Copy the records that follow exactly, leaving nothing out.

*** Opening Data shown ***

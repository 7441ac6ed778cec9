use axum::http::{StatusCode, header};
use defensesync_api::{
    config::{DEFAULT_PUBLIC_BASE_URL, parse_log_level, public_base_url},
    middleware::{
        auth::{AdminCredentials, hash_password, parse_basic_authorization},
        error_handling::map_error,
    },
};
use defensesync_core::errors::{ScheduleError, ValidationError};
use pretty_assertions::assert_eq;
use rstest::rstest;
use tracing::Level;

#[rstest]
#[case(ScheduleError::NotFound("judge".to_string()), StatusCode::NOT_FOUND)]
#[case(ScheduleError::Validation(ValidationError::NoSlotsSelected), StatusCode::BAD_REQUEST)]
#[case(ScheduleError::Authentication("nope".to_string()), StatusCode::UNAUTHORIZED)]
#[case(ScheduleError::Storage(eyre::eyre!("disk")), StatusCode::INTERNAL_SERVER_ERROR)]
fn test_error_status_mapping(#[case] error: ScheduleError, #[case] status: StatusCode) {
    assert_eq!(map_error(error).status(), status);
}

#[test]
fn test_authentication_error_carries_challenge() {
    let response = map_error(ScheduleError::Authentication("nope".to_string()));

    assert_eq!(
        response.headers().get(header::WWW_AUTHENTICATE).unwrap(),
        r#"Basic realm="Admin Area""#
    );
}

#[test]
fn test_parse_basic_authorization() {
    // "admin:pa:ss"
    assert_eq!(
        parse_basic_authorization("Basic YWRtaW46cGE6c3M="),
        Some(("admin".to_string(), "pa:ss".to_string()))
    );
    assert_eq!(
        parse_basic_authorization("basic YWRtaW46cGE6c3M="),
        Some(("admin".to_string(), "pa:ss".to_string()))
    );
}

#[rstest]
#[case("Bearer YWRtaW46cGFzcw==")]
#[case("Basic !!!not-base64")]
#[case("Basic YWRtaW4=")] // "admin", no colon
#[case("Basic")]
#[case("")]
fn test_parse_basic_authorization_rejects(#[case] value: &str) {
    assert_eq!(parse_basic_authorization(value), None);
}

#[test]
fn test_hash_password_is_salted() {
    let first = hash_password("secret").unwrap();
    let second = hash_password("secret").unwrap();

    assert!(first.starts_with("$argon2"));
    assert_ne!(first, second);
}

#[test]
fn test_admin_credentials_verify() {
    let credentials = AdminCredentials::new("admin", "secret").unwrap();

    assert!(credentials.verify("admin", "secret"));
    assert!(!credentials.verify("admin", "Secret"));
    assert!(!credentials.verify("Admin", "secret"));
}

#[rstest]
#[case("debug", Level::DEBUG)]
#[case("WARN", Level::WARN)]
#[case("verbose", Level::INFO)]
fn test_parse_log_level(#[case] value: &str, #[case] level: Level) {
    assert_eq!(parse_log_level(value), level);
}

#[rstest]
#[case(None, DEFAULT_PUBLIC_BASE_URL)]
#[case(Some("  "), DEFAULT_PUBLIC_BASE_URL)]
#[case(Some("https://forms.example.org/"), "https://forms.example.org")]
fn test_public_base_url(#[case] value: Option<&str>, #[case] expected: &str) {
    assert_eq!(public_base_url(value.map(str::to_string)), expected);
}

#[test]
fn test_default_links_do_not_point_at_the_api() {
    assert!(!DEFAULT_PUBLIC_BASE_URL.ends_with(":3020"));
}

*** Closing Data shown ***

Response below
repository 7441ac6ed778cec9
use axum::http::{StatusCode, header};
use defensesync_api::{
    config::{DEFAULT_PUBLIC_BASE_URL, parse_log_level, public_base_url},
    middleware::{
        auth::{AdminCredentials, hash_password, parse_basic_authorization},
        error_handling::map_error,
    },
};
use defensesync_core::errors::{ScheduleError, ValidationError};
use pretty_assertions::assert_eq;
use rstest::rstest;
use tracing::Level;

#[rstest]
#[case(ScheduleError::NotFound("judge".to_string()), StatusCode::NOT_FOUND)]
#[case(ScheduleError::Validation(ValidationError::NoSlotsSelected), StatusCode::BAD_REQUEST)]
#[case(ScheduleError::Authentication("nope".to_string()), StatusCode::UNAUTHORIZED)]
#[case(ScheduleError::Storage(eyre::eyre!("disk")), StatusCode::INTERNAL_SERVER_ERROR)]
fn test_error_status_mapping(#[case] error: ScheduleError, #[case] status: StatusCode) {
    assert_eq!(map_error(error).status(), status);
}

#[test]
fn test_authentication_error_carries_challenge() {
    let response = map_error(ScheduleError::Authentication("nope".to_string()));

    assert_eq!(
        response.headers().get(header::WWW_AUTHENTICATE).unwrap(),
        r#"Basic realm="Admin Area""#
    );
}

#[test]
fn test_parse_basic_authorization() {
    // "admin:pa:ss"
    assert_eq!(
        parse_basic_authorization("Basic YWRtaW46cGE6c3M="),
        Some(("admin".to_string(), "pa:ss".to_string()))
    );
    assert_eq!(
        parse_basic_authorization("basic YWRtaW46cGE6c3M="),
        Some(("admin".to_string(), "pa:ss".to_string()))
    );
}

#[rstest]
#[case("Bearer YWRtaW46cGFzcw==")]
#[case("Basic !!!not-base64")]
#[case("Basic YWRtaW4=")] // "admin", no colon
#[case("Basic")]
#[case("")]
fn test_parse_basic_authorization_rejects(#[case] value: &str) {
    assert_eq!(parse_basic_authorization(value), None);
}

#[test]
fn test_hash_password_is_salted() {
    let first = hash_password("secret").unwrap();
    let second = hash_password("secret").unwrap();

    assert!(first.starts_with("$argon2"));
    assert_ne!(first, second);
}

#[test]
fn test_admin_credentials_verify() {
    let credentials = AdminCredentials::new("admin", "secret").unwrap();

    assert!(credentials.verify("admin", "secret"));
    assert!(!credentials.verify("admin", "Secret"));
    assert!(!credentials.verify("Admin", "secret"));
}

#[rstest]
#[case("debug", Level::DEBUG)]
#[case("WARN", Level::WARN)]
#[case("verbose", Level::INFO)]
fn test_parse_log_level(#[case] value: &str, #[case] level: Level) {
    assert_eq!(parse_log_level(value), level);
}

#[rstest]
#[case(None, DEFAULT_PUBLIC_BASE_URL)]
#[case(Some("  "), DEFAULT_PUBLIC_BASE_URL)]
#[case(Some("https://forms.example.org/"), "https://forms.example.org")]
fn test_public_base_url(#[case] value: Option<&str>, #[case] expected: &str) {
    assert_eq!(public_base_url(value.map(str::to_string)), expected);
}

#[test]
fn test_default_links_do_not_point_at_the_api() {
    assert!(!DEFAULT_PUBLIC_BASE_URL.ends_with(":3020"));
}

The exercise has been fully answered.